**AIM OF THE EXERCISE**
Quote exactly, and only, the lines from the one with "self.metadata" through the end of the listing.

++++ DATA TO USE ++++

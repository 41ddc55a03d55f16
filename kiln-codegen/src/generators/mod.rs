//! The four artifact generators.
//!
//! Each generator turns a class and its [`EffectiveMetadata`] into a
//! structured, stack-independent spec. Stack adapters render the specs into
//! text. The service generator only sees the names of the repository
//! operations, and the controller generator binds its routes to the service
//! operation signatures.

mod controller;
mod entity;
mod repository;
mod service;

pub use controller::{ControllerSpec, HttpVerb, ParamSource, Route, RouteParam, plan_controller};
pub use entity::{EntityField, EntitySpec, FieldKind, plan_entity};
pub use repository::{Query, RepositoryOp, RepositorySpec, plan_repository};
pub use service::{
    HistoryAction, ServiceOp, ServiceOpKind, ServiceSignature, ServiceSpec, Step, TargetState,
    plan_service,
};

use kiln_ir::{ClassModel, EffectiveMetadata, IdType, SemanticType};

/// Type of an entity field or operation parameter, before stack mapping.
#[derive(Debug, Clone, PartialEq, Eq)]
pub enum FieldType {
    Scalar(SemanticType),
    /// Declared type with no mapping; renders as the String mapping.
    Fallback(String),
    Id(IdType),
    /// The class's state enum.
    State(String),
    /// Another entity, or a collection of them.
    Entity { target: String, collection: bool },
}

impl FieldType {
    /// Semantic type used to look up the stack type table.
    pub fn semantic(&self) -> Option<SemanticType> {
        match self {
            FieldType::Scalar(ty) => Some(*ty),
            FieldType::Fallback(_) => Some(SemanticType::String),
            _ => None,
        }
    }
}

/// Type of an operation parameter.
#[derive(Debug, Clone, PartialEq, Eq)]
pub enum ParamType {
    /// The class's own id type.
    Id,
    /// Id of another entity.
    ForeignId(IdType),
    Field(FieldType),
    /// One value of the state enum.
    State,
    /// Several values of the state enum.
    States,
    Timestamp,
    Text,
    Version,
    /// Page request.
    Page,
    /// The entity itself.
    Entity,
}

/// A named operation parameter.
#[derive(Debug, Clone, PartialEq, Eq)]
pub struct Param {
    pub name: String,
    pub ty: ParamType,
    pub required: bool,
}

impl Param {
    pub fn new(name: impl Into<String>, ty: ParamType) -> Self {
        Self {
            name: name.into(),
            ty,
            required: true,
        }
    }

    pub fn optional(mut self) -> Self {
        self.required = false;
        self
    }
}

/// Shape of an operation result.
#[derive(Debug, Clone, Copy, PartialEq, Eq)]
pub enum Returns {
    /// Zero or one entity.
    Optional,
    /// One entity, failing with not-found otherwise.
    Entity,
    List,
    Page,
    Count,
    Unit,
}

/// Failure an operation can report.
#[derive(Debug, Clone, Copy, PartialEq, Eq, Hash, PartialOrd, Ord)]
pub enum Failure {
    NotFound,
    InvalidTransition,
    Validation,
}

impl Failure {
    /// HTTP status a controller maps this failure to.
    pub fn status(&self) -> u16 {
        match self {
            Failure::NotFound => 404,
            Failure::InvalidTransition | Failure::Validation => 400,
        }
    }

    pub fn as_str(&self) -> &'static str {
        match self {
            Failure::NotFound => "not-found",
            Failure::InvalidTransition => "invalid-transition",
            Failure::Validation => "validation",
        }
    }
}

/// Everything generated for one class.
#[derive(Debug, Clone)]
pub struct ClassPlan {
    pub class: ClassModel,
    pub metadata: EffectiveMetadata,
    pub entity: EntitySpec,
    pub repository: RepositorySpec,
    pub service: ServiceSpec,
    pub controller: ControllerSpec,
}

impl ClassPlan {
    pub fn name(&self) -> &str {
        &self.class.name
    }

    /// Name of the state enum, when the class is stateful.
    pub fn state_enum(&self) -> Option<&str> {
        self.metadata
            .capabilities
            .state
            .as_ref()
            .map(|s| s.enum_name.as_str())
    }
}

++++

**RESPONSE TO THE EXERCISE**
        self.metadata
            .capabilities
            .state
            .as_ref()
            .map(|s| s.enum_name.as_str())
    }
}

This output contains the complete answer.